___ DATASET RECORDS

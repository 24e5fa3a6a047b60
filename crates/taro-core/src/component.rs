use crate::command::Command;
use ratatui::{layout::Rect, Frame};

/// A reusable sub-model that renders into a given [`Rect`] area.
///
/// `Component` mirrors [`Model`](crate::Model) except that
/// [`view`](Component::view) receives the `area` to draw into, so a parent
/// decides where each child renders.
///
/// # Composition pattern
///
/// Wrap the component's message type in a variant of the parent message and
/// use [`Command::map`] to lift commands. Notification messages a component
/// emits (a committed selection, say) come back through the parent's
/// `update`, where the parent reacts to them:
///
/// ```rust,ignore
/// use taro_core::{Command, Component, Model};
/// use taro_widgets::combobox::{self, Combobox};
///
/// struct App { fruit: Combobox<String> }
///
/// enum AppMsg { Fruit(combobox::Message<String>) }
///
/// impl Model for App {
///     type Message = AppMsg;
///     type Flags = ();
///
///     fn update(&mut self, msg: AppMsg) -> Command<AppMsg> {
///         match msg {
///             AppMsg::Fruit(combobox::Message::Changed(value)) => {
///                 self.fruit.set_value(Some(value));
///                 Command::none()
///             }
///             AppMsg::Fruit(m) => self.fruit.update(m).map(AppMsg::Fruit),
///         }
///     }
///     // ...
/// }
/// ```
pub trait Component: Send + 'static {
    /// The component's message type: both the input it reacts to and the
    /// notifications it emits.
    type Message: Send + 'static;

    /// Process a message, mutate state, and return a [`Command`] for side effects.
    ///
    /// The returned command uses the component's own `Message` type; the
    /// parent calls [`.map()`](Command::map) to lift it.
    fn update(&mut self, msg: Self::Message) -> Command<Self::Message>;

    /// Render into a specific `area` of the [`Frame`].
    fn view(&self, frame: &mut Frame, area: Rect);

    /// Whether this component currently has focus.
    ///
    /// A hint for input routing. The default implementation returns `false`.
    fn focused(&self) -> bool {
        false
    }
}
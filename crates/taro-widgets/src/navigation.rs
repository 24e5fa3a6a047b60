//! Highlight navigation over the flattened item list.
//!
//! `Highlight` tracks an optional cursor and a scroll offset for a list of
//! `count` rows, `visible` of which fit on screen. The cursor is `None`
//! whenever nothing is highlighted, and is never out of range.

/// A directional navigation intent.
#[derive(Debug, Clone, Copy, PartialEq, Eq)]
pub enum Direction {
    Next,
    Prev,
    First,
    Last,
}

#[derive(Debug, Clone, PartialEq, Eq)]
pub struct Highlight {
    cursor: Option<usize>,
    offset: usize,
    count: usize,
    visible: usize,
}

impl Highlight {
    pub fn new(count: usize, visible: usize) -> Self {
        Self {
            cursor: None,
            offset: 0,
            count,
            visible,
        }
    }

    pub fn cursor(&self) -> Option<usize> {
        self.cursor
    }
    pub fn offset(&self) -> usize {
        self.offset
    }

    /// Reset the list length, clamping the cursor into range (or clearing
    /// it when the list is empty).
    pub fn set_count(&mut self, count: usize) {
        self.count = count;
        if self.count == 0 {
            self.cursor = None;
            self.offset = 0;
        } else if let Some(c) = self.cursor {
            if c >= self.count {
                self.cursor = Some(self.count - 1);
            }
        }
        self.clamp_offset();
        self.ensure_visible();
    }

    pub fn set_visible(&mut self, visible: usize) {
        self.visible = visible;
        self.ensure_visible();
    }

    /// Move the cursor. Next/prev wrap at the ends; an empty list is a no-op.
    /// With nothing highlighted, next lands on the first row and prev on the
    /// last.
    pub fn step(&mut self, direction: Direction) {
        if self.count == 0 {
            return;
        }
        let last = self.count - 1;
        self.cursor = Some(match (direction, self.cursor) {
            (Direction::Next, Some(c)) if c < last => c + 1,
            (Direction::Next, _) => 0,
            (Direction::Prev, Some(c)) if c > 0 => c - 1,
            (Direction::Prev, _) => last,
            (Direction::First, _) => 0,
            (Direction::Last, _) => last,
        });
        self.ensure_visible();
    }

    /// Highlight `index`, clamped into range. No-op on an empty list.
    pub fn select(&mut self, index: usize) {
        if self.count == 0 {
            return;
        }
        self.cursor = Some(index.min(self.count - 1));
        self.ensure_visible();
    }

    /// Clear the cursor and scroll back to the top.
    pub fn reset(&mut self) {
        self.cursor = None;
        self.offset = 0;
    }

    fn clamp_offset(&mut self) {
        let max_offset = self.count.saturating_sub(self.visible);
        self.offset = self.offset.min(max_offset);
    }

    fn ensure_visible(&mut self) {
        let Some(cursor) = self.cursor else {
            return;
        };
        if self.visible == 0 {
            return;
        }
        if cursor < self.offset {
            self.offset = cursor;
        } else if cursor >= self.offset + self.visible {
            self.offset = cursor + 1 - self.visible;
        }
    }
}
//! # Select Example
//!
//! A page of comboboxes, one per configuration:
//! - plain, searchable, disabled
//! - searchable with a dropdown title, search placeholder and footer
//! - titled but not searchable
//! - grouped options
//! - a portal panel escaping its cramped container
//!
//! Each control's value is owned by the app: `Changed` notifications are
//! applied with `set_value`. Tab / Shift+Tab move focus, `q` or Ctrl+C quits.
//! Set `TARO_LOG=debug` to see state transitions in `select.log`.
//!
//! Run with: `cargo run --example select`

use std::sync::Mutex;
use taro::crossterm::event::{KeyCode, KeyEvent, KeyModifiers, MouseEvent};
use taro::ratatui::layout::Rect;
use taro::ratatui::style::{Color, Modifier, Style};
use taro::ratatui::text::{Line, Span};
use taro::ratatui::widgets::{Block, Borders, Paragraph};
use taro::ratatui::Frame;
use taro::widgets::combobox::{self, Combobox};
use taro::widgets::focus::FocusTarget;
use taro::widgets::item::Item;
use taro::{log_to_file, Command, Component, Model, ProgramOptions, TerminalEvent};
use tracing_subscriber::EnvFilter;

type Select = Combobox<u32, &'static str>;

const LABEL_WIDTH: u16 = 34;
const CONTROL_WIDTH: u16 = 30;
const ROW_SPACING: u16 = 3;

struct SelectApp {
    selects: Vec<(&'static str, Select)>,
    focused: usize,
}

#[derive(Debug)]
enum Msg {
    Select(usize, combobox::Message<u32>),
    Mouse(MouseEvent),
    FocusNext,
    FocusPrev,
    Quit,
}

fn numbers() -> Vec<Item<u32, &'static str>> {
    vec![Item::new(1, "One"), Item::new(2, "Two"), Item::new(3, "Three")]
}

fn select() -> Select {
    Combobox::new(numbers())
        .with_item_to_string(|item: Option<&Item<u32, &'static str>>| {
            item.map(|i| i.label.to_string()).unwrap_or_default()
        })
        .with_block(Block::default().borders(Borders::ALL))
}

fn footer() -> Line<'static> {
    Line::from(Span::styled(
        "[ Click me ]",
        Style::default().fg(Color::Cyan),
    ))
}

impl SelectApp {
    fn control_area(&self, index: usize, frame: Rect) -> Rect {
        let y = 1 + index as u16 * ROW_SPACING;
        let (label, _) = &self.selects[index];
        let height = if *label == "portal" {
            1
        } else {
            frame.bottom().saturating_sub(y)
        };
        Rect::new(LABEL_WIDTH, y, CONTROL_WIDTH, height).intersection(frame)
    }

    fn move_focus(&mut self, next: usize) -> Command<Msg> {
        let previous = self.focused;
        self.focused = next;
        let blur = self.selects[previous]
            .1
            .update(combobox::Message::Blur)
            .map(move |m| Msg::Select(previous, m));
        let focus = self.selects[next]
            .1
            .update(combobox::Message::FocusChanged(FocusTarget::Trigger))
            .map(move |m| Msg::Select(next, m));
        Command::batch([blur, focus])
    }

    fn open_index(&self) -> Option<usize> {
        self.selects.iter().position(|(_, s)| s.is_open())
    }
}

impl Model for SelectApp {
    type Message = Msg;
    type Flags = ();

    fn init(_: ()) -> (Self, Command<Msg>) {
        let selects = vec![
            ("plain", select().with_value(Some(1))),
            ("searchable", select().with_value(Some(1)).with_searchable(true)),
            (
                "disabled",
                select()
                    .with_value(Some(1))
                    .with_searchable(true)
                    .with_disabled(true),
            ),
            (
                "searchable with title",
                select()
                    .with_searchable(true)
                    .with_dropdown_title("Sample Select Title")
                    .with_search_placeholder("Sample search placeholder...")
                    .with_footer(footer()),
            ),
            (
                "title, not searchable",
                select()
                    .with_dropdown_title("Sample Select Title")
                    .with_footer(footer()),
            ),
            (
                "option groups",
                select()
                    .with_value(Some(1))
                    .with_group_by(|item: &Item<u32, &'static str>| {
                        format!("Starts with {}", &item.label[..1])
                    }),
            ),
            (
                "portal",
                select()
                    .with_value(Some(2))
                    .with_portal(true)
                    .with_trigger_title("Rendered against the whole screen"),
            ),
        ];
        let mut app = SelectApp {
            selects,
            focused: 0,
        };
        let cmd = app.selects[0]
            .1
            .update(combobox::Message::FocusChanged(FocusTarget::Trigger))
            .map(|m| Msg::Select(0, m));
        (app, cmd)
    }

    fn update(&mut self, msg: Msg) -> Command<Msg> {
        match msg {
            Msg::Select(index, combobox::Message::Changed(value)) => {
                tracing::info!(control = self.selects[index].0, value, "value changed");
                self.selects[index].1.set_value(Some(value));
                Command::none()
            }
            Msg::Select(index, combobox::Message::Opened) => {
                self.focused = index;
                Command::none()
            }
            Msg::Select(
                _,
                combobox::Message::Closed | combobox::Message::FocusTrigger,
            ) => Command::none(),
            Msg::Select(index, m) => self.selects[index]
                .1
                .update(m)
                .map(move |m| Msg::Select(index, m)),
            Msg::Mouse(mouse) => {
                // An open panel may cover other triggers; it gets the click alone.
                let targets: Vec<usize> = match self.open_index() {
                    Some(open) => vec![open],
                    None => (0..self.selects.len()).collect(),
                };
                Command::batch(targets.into_iter().map(|index| {
                    self.selects[index]
                        .1
                        .update(combobox::Message::Mouse(mouse))
                        .map(move |m| Msg::Select(index, m))
                }))
            }
            Msg::FocusNext => {
                let next = (self.focused + 1) % self.selects.len();
                self.move_focus(next)
            }
            Msg::FocusPrev => {
                let len = self.selects.len();
                self.move_focus((self.focused + len - 1) % len)
            }
            Msg::Quit => Command::quit(),
        }
    }

    fn view(&self, frame: &mut Frame) {
        let area = frame.area();
        let header = Line::from(vec![
            Span::styled(" taro select ", Style::default().add_modifier(Modifier::BOLD)),
            Span::styled(
                " tab: next  shift+tab: prev  q: quit",
                Style::default().fg(Color::DarkGray),
            ),
        ]);
        frame.render_widget(Paragraph::new(header), Rect { height: 1, ..area });

        for (index, (label, select)) in self.selects.iter().enumerate() {
            let control = self.control_area(index, area);
            let value = select
                .selected_item()
                .map(|item| item.value.to_string())
                .unwrap_or_else(|| "none".into());
            let style = if index == self.focused {
                Style::default().fg(Color::Yellow)
            } else {
                Style::default()
            };
            let text = Line::from(vec![
                Span::styled(format!(" {label}"), style),
                Span::styled(format!("  (value: {value})"), Style::default().fg(Color::DarkGray)),
            ]);
            frame.render_widget(
                Paragraph::new(text),
                Rect::new(0, control.y, LABEL_WIDTH, 1).intersection(area),
            );
        }

        // Open panels float above later rows, so draw the open one last.
        let open = self.open_index();
        for (index, (_, select)) in self.selects.iter().enumerate() {
            if Some(index) != open {
                select.view(frame, self.control_area(index, area));
            }
        }
        if let Some(index) = open {
            self.selects[index].1.view(frame, self.control_area(index, area));
        }

        let focused = &self.selects[self.focused].1;
        if let Some(title) = focused.trigger_title() {
            let status = Rect::new(0, area.bottom().saturating_sub(1), area.width, 1);
            frame.render_widget(
                Paragraph::new(Span::styled(
                    format!(" {title}"),
                    Style::default().fg(Color::DarkGray),
                )),
                status,
            );
        }
    }

    fn event(&self, event: TerminalEvent) -> Option<Msg> {
        if event.is_key_release() {
            return None;
        }
        match event {
            TerminalEvent::Key(KeyEvent {
                code: KeyCode::Char('c'),
                modifiers: KeyModifiers::CONTROL,
                ..
            }) => Some(Msg::Quit),
            TerminalEvent::Key(KeyEvent {
                code: KeyCode::Tab, ..
            }) => Some(Msg::FocusNext),
            TerminalEvent::Key(KeyEvent {
                code: KeyCode::BackTab,
                ..
            }) => Some(Msg::FocusPrev),
            TerminalEvent::Key(KeyEvent {
                code: KeyCode::Char('q'),
                ..
            }) if !self.selects[self.focused].1.is_open() => Some(Msg::Quit),
            TerminalEvent::Key(key) => Some(Msg::Select(
                self.focused,
                combobox::Message::KeyPress(key),
            )),
            TerminalEvent::Mouse(mouse) => Some(Msg::Mouse(mouse)),
            TerminalEvent::FocusLost => Some(Msg::Select(self.focused, combobox::Message::Blur)),
            _ => None,
        }
    }
}

fn init_logging(options: &ProgramOptions) -> std::io::Result<()> {
    let Some(path) = &options.log_file else {
        return Ok(());
    };
    let file = log_to_file(path)?;
    let filter = EnvFilter::try_from_env("TARO_LOG").unwrap_or_else(|_| EnvFilter::new("info"));
    tracing_subscriber::fmt()
        .with_env_filter(filter)
        .with_writer(Mutex::new(file))
        .with_ansi(false)
        .init();
    Ok(())
}

#[tokio::main]
async fn main() -> Result<(), Box<dyn std::error::Error>> {
    let options = ProgramOptions {
        mouse_capture: true,
        log_file: Some("select.log".into()),
        ..ProgramOptions::default()
    };
    init_logging(&options)?;
    let app = taro::run_with::<SelectApp>((), options).await?;
    for (label, select) in &app.selects {
        if let Some(value) = select.value() {
            println!("{label}: {value}");
        }
    }
    Ok(())
}
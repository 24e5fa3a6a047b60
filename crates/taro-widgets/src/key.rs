//! Key bindings for the combobox.

use crossterm::event::{KeyCode, KeyEvent, KeyModifiers};

/// A key binding that maps one or more key combinations to a described action.
#[derive(Debug, Clone)]
pub struct Binding {
    /// The set of key combinations that trigger this binding.
    pub keys: Vec<KeyCombination>,
    /// A human-readable description of the action this binding performs.
    pub description: String,
    /// Whether this binding is currently active. Disabled bindings never match.
    pub enabled: bool,
}

/// A single key press with optional modifier keys (Ctrl, Alt, Shift).
#[derive(Debug, Clone, PartialEq, Eq)]
pub struct KeyCombination {
    pub code: KeyCode,
    pub modifiers: KeyModifiers,
}

impl Binding {
    /// Create a new binding for a single key combination with the given description.
    pub fn new(key: KeyCombination, description: impl Into<String>) -> Self {
        Self::with_keys(vec![key], description)
    }

    /// Create a new binding for multiple key combinations with the given description.
    pub fn with_keys(keys: Vec<KeyCombination>, description: impl Into<String>) -> Self {
        Self {
            keys,
            description: description.into(),
            enabled: true,
        }
    }

    /// Return whether the given key event matches any of this binding's key
    /// combinations. Modifiers must match exactly, so `Down` and `Alt+Down`
    /// can be bound separately.
    pub fn matches(&self, event: &KeyEvent) -> bool {
        self.enabled
            && self
                .keys
                .iter()
                .any(|k| k.code == event.code && event.modifiers == k.modifiers)
    }

    /// Set whether this binding is enabled.
    pub fn enabled(mut self, enabled: bool) -> Self {
        self.enabled = enabled;
        self
    }
}

impl KeyCombination {
    /// Create a key combination with no modifier keys.
    pub fn new(code: KeyCode) -> Self {
        Self {
            code,
            modifiers: KeyModifiers::NONE,
        }
    }

    /// Create a key combination with the Ctrl modifier.
    pub fn ctrl(code: KeyCode) -> Self {
        Self {
            code,
            modifiers: KeyModifiers::CONTROL,
        }
    }

    /// Create a key combination with the Alt modifier.
    pub fn alt(code: KeyCode) -> Self {
        Self {
            code,
            modifiers: KeyModifiers::ALT,
        }
    }
}

/// Configurable key bindings for [`Combobox`](crate::combobox::Combobox).
///
/// Override individual fields to customise keys:
///
/// ```ignore
/// use taro_widgets::key::{Binding, ComboboxKeyBindings, KeyCombination};
/// use crossterm::event::KeyCode;
///
/// let mut bindings = ComboboxKeyBindings::default();
/// bindings.next = Binding::new(KeyCombination::new(KeyCode::Tab), "Next");
/// ```
#[derive(Debug, Clone)]
pub struct ComboboxKeyBindings {
    /// Open the panel from the trigger. Default: Enter, Space, Down, Alt+Down
    pub open: Binding,
    /// Highlight the next row. Default: Down, Ctrl+N
    pub next: Binding,
    /// Highlight the previous row. Default: Up, Ctrl+P
    pub prev: Binding,
    /// Highlight the first row. Default: Home
    pub first: Binding,
    /// Highlight the last row. Default: End
    pub last: Binding,
    /// Commit the highlighted row. Default: Enter
    pub commit: Binding,
    /// Close without committing. Default: Esc
    pub dismiss: Binding,
    /// Clear the search text. Default: Ctrl+U
    pub clear_search: Binding,
}

impl Default for ComboboxKeyBindings {
    fn default() -> Self {
        Self {
            open: Binding::with_keys(
                vec![
                    KeyCombination::new(KeyCode::Enter),
                    KeyCombination::new(KeyCode::Char(' ')),
                    KeyCombination::new(KeyCode::Down),
                    KeyCombination::alt(KeyCode::Down),
                ],
                "Open",
            ),
            next: Binding::with_keys(
                vec![
                    KeyCombination::new(KeyCode::Down),
                    KeyCombination::ctrl(KeyCode::Char('n')),
                ],
                "Next",
            ),
            prev: Binding::with_keys(
                vec![
                    KeyCombination::new(KeyCode::Up),
                    KeyCombination::ctrl(KeyCode::Char('p')),
                ],
                "Previous",
            ),
            first: Binding::new(KeyCombination::new(KeyCode::Home), "First"),
            last: Binding::new(KeyCombination::new(KeyCode::End), "Last"),
            commit: Binding::new(KeyCombination::new(KeyCode::Enter), "Select"),
            dismiss: Binding::new(KeyCombination::new(KeyCode::Esc), "Close"),
            clear_search: Binding::new(KeyCombination::ctrl(KeyCode::Char('u')), "Clear search"),
        }
    }
}

#[cfg(test)]
mod tests {
    use super::*;
    use crossterm::event::{KeyEventKind, KeyEventState};

    fn key(code: KeyCode, modifiers: KeyModifiers) -> KeyEvent {
        KeyEvent {
            code,
            modifiers,
            kind: KeyEventKind::Press,
            state: KeyEventState::NONE,
        }
    }

    #[test]
    fn matches_exact_modifiers() {
        let b = Binding::new(KeyCombination::ctrl(KeyCode::Char('u')), "Clear");
        assert!(b.matches(&key(KeyCode::Char('u'), KeyModifiers::CONTROL)));
        assert!(!b.matches(&key(KeyCode::Char('u'), KeyModifiers::NONE)));
        assert!(!b.matches(&key(
            KeyCode::Char('u'),
            KeyModifiers::CONTROL | KeyModifiers::ALT
        )));
    }

    #[test]
    fn disabled_never_matches() {
        let b = Binding::new(KeyCombination::new(KeyCode::Esc), "Close").enabled(false);
        assert!(!b.matches(&key(KeyCode::Esc, KeyModifiers::NONE)));
    }

    #[test]
    fn defaults_cover_navigation() {
        let b = ComboboxKeyBindings::default();
        assert!(b.next.matches(&key(KeyCode::Down, KeyModifiers::NONE)));
        assert!(b.prev.matches(&key(KeyCode::Char('p'), KeyModifiers::CONTROL)));
        assert!(b.open.matches(&key(KeyCode::Down, KeyModifiers::ALT)));
        assert!(b.commit.matches(&key(KeyCode::Enter, KeyModifiers::NONE)));
        assert!(!b.commit.matches(&key(KeyCode::Char(' '), KeyModifiers::NONE)));
    }
}
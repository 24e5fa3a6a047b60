//! The **taro** combobox: a searchable, groupable single-value selection
//! control.
//!
//! [`Combobox`](combobox::Combobox) implements [`taro_core::Component`], so it
//! can be embedded inside any [`taro_core::Model`] and laid out with
//! [`ratatui`].
//!
//! # Modules
//!
//! | Module | Description |
//! |--------|-------------|
//! | [`combobox`] | State machine, builder and component impl |
//! | [`item`] | Items, groups and the item functions |
//! | [`filter`] | Pure filter & group engine |
//! | [`navigation`] | Highlight movement and scrolling over the flattened list |
//! | [`focus`] | Deferred blur checks and focus return |
//! | [`key`] | Key bindings |
//! | [`overlay`] | Floating-panel placement |
//! | [`panel`] | Trigger / panel rendering and the pointer hit map |

pub mod combobox;
pub mod filter;
pub mod focus;
pub mod item;
pub mod key;
pub mod navigation;
pub mod overlay;
pub mod panel;

pub use combobox::{Combobox, ComboboxState, Message};
pub use item::{Group, Item};
pub use panel::ComboboxStyle;
//! Selectable data: items, derived groups, and the pure functions that
//! describe how items are compared, printed, keyed and grouped.

use ratatui::text::{Line, Span};
use std::fmt;
use std::sync::Arc;

/// Bounds every combobox value satisfies.
pub trait Value: Clone + PartialEq + Send + Sync + 'static {}

impl<T: Clone + PartialEq + Send + Sync + 'static> Value for T {}

/// Display payload of an item. Opaque to the selection logic; it only has
/// to render as a ratatui [`Line`].
pub trait Label: Send + Sync + 'static {
    fn to_line(&self) -> Line<'_>;
}

impl Label for String {
    fn to_line(&self) -> Line<'_> {
        Line::raw(self.as_str())
    }
}

impl Label for &'static str {
    fn to_line(&self) -> Line<'_> {
        Line::raw(*self)
    }
}

impl Label for Line<'static> {
    fn to_line(&self) -> Line<'_> {
        self.clone()
    }
}

impl Label for Span<'static> {
    fn to_line(&self) -> Line<'_> {
        Line::from(self.clone())
    }
}

/// One selectable option: `value` is its identity, `label` what is shown.
#[derive(Debug, Clone, PartialEq)]
pub struct Item<V, L = String> {
    pub value: V,
    pub label: L,
}

impl<V, L> Item<V, L> {
    pub fn new(value: V, label: impl Into<L>) -> Self {
        Self {
            value,
            label: label.into(),
        }
    }
}

/// A run of filtered items sharing a group key, in first-seen order.
///
/// `items` holds positions into the original options slice. An empty `key`
/// means "ungrouped" and never renders a header.
#[derive(Debug, Clone, PartialEq, Eq)]
pub struct Group {
    pub key: String,
    pub items: Vec<usize>,
}

impl Group {
    /// Whether a header row should be rendered for this group.
    pub fn has_header(&self) -> bool {
        !self.key.is_empty()
    }
}

pub type ItemToString<V, L> = Arc<dyn Fn(Option<&Item<V, L>>) -> String + Send + Sync>;
pub type ItemKey<V, L> = Arc<dyn Fn(&Item<V, L>) -> String + Send + Sync>;
pub type ValuesEqual<V> = Arc<dyn Fn(&V, &V) -> bool + Send + Sync>;
pub type GroupBy<V, L> = Arc<dyn Fn(&Item<V, L>) -> String + Send + Sync>;
pub type Predicate<V, L> = Box<dyn Fn(&Item<V, L>) -> bool + Send + Sync>;
pub type FilterFactory<V, L> = Arc<dyn Fn(&str) -> Predicate<V, L> + Send + Sync>;

/// The caller-supplied item functions, with documented fallbacks for the
/// optional ones.
pub struct ItemFns<V, L> {
    pub(crate) item_to_string: ItemToString<V, L>,
    pub(crate) item_to_display_string: Option<ItemToString<V, L>>,
    pub(crate) item_key: Option<ItemKey<V, L>>,
    pub(crate) values_equal: ValuesEqual<V>,
    pub(crate) group_by: Option<GroupBy<V, L>>,
    pub(crate) filter: Option<FilterFactory<V, L>>,
}

impl<V: Value, L: Label> ItemFns<V, L> {
    /// Item functions with the given plain-text conversion and defaults for
    /// everything else.
    pub fn new(item_to_string: ItemToString<V, L>) -> Self {
        Self {
            item_to_string,
            item_to_display_string: None,
            item_key: None,
            values_equal: Arc::new(|a: &V, b: &V| a == b),
            group_by: None,
            filter: None,
        }
    }

    /// Item functions printing the value with [`Display`](fmt::Display).
    pub fn display() -> Self
    where
        V: fmt::Display,
    {
        Self::new(Arc::new(|item: Option<&Item<V, L>>| {
            item.map(|i| i.value.to_string()).unwrap_or_default()
        }))
    }

    /// Plain text for filtering and as the accessible label.
    pub fn to_string(&self, item: Option<&Item<V, L>>) -> String {
        (self.item_to_string)(item)
    }

    /// Plain text for places that cannot show a rich label. Falls back to
    /// [`to_string`](ItemFns::to_string).
    pub fn display_string(&self, item: Option<&Item<V, L>>) -> String {
        match &self.item_to_display_string {
            Some(f) => f(item),
            None => self.to_string(item),
        }
    }

    /// Stable key identifying `item` across recomputations.
    pub fn key(&self, item: &Item<V, L>) -> String {
        match &self.item_key {
            Some(f) => f(item),
            None => self.to_string(Some(item)),
        }
    }

    pub fn values_equal(&self, a: &V, b: &V) -> bool {
        (self.values_equal)(a, b)
    }

    /// Group key of `item`; `""` when no grouping is configured.
    pub fn group_key(&self, item: &Item<V, L>) -> String {
        match &self.group_by {
            Some(f) => f(item),
            None => String::new(),
        }
    }

    /// Build the match predicate for `search_text`.
    ///
    /// Defaults to a case-insensitive substring match against
    /// [`to_string`](ItemFns::to_string).
    pub fn predicate(&self, search_text: &str) -> Predicate<V, L> {
        if let Some(factory) = &self.filter {
            return factory(search_text);
        }
        let needle = search_text.to_lowercase();
        let item_to_string = self.item_to_string.clone();
        Box::new(move |item: &Item<V, L>| {
            item_to_string(Some(item)).to_lowercase().contains(&needle)
        })
    }

    /// Position of the first item whose value equals `value`.
    ///
    /// This is the single source of truth for "currently selected": it is
    /// recomputed from the options on every call.
    pub fn find_selected(&self, options: &[Item<V, L>], value: Option<&V>) -> Option<usize> {
        let value = value?;
        options
            .iter()
            .position(|item| self.values_equal(&item.value, value))
    }
}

______

◆ **WHAT THE EXERCISE ASKS**
Wherever the string "Home" occurs in the data, copy the line that holds it.

◆ **RESULT**
    /// Highlight the first row. Default: Home
            first: Binding::new(KeyCombination::new(KeyCode::Home), "First"),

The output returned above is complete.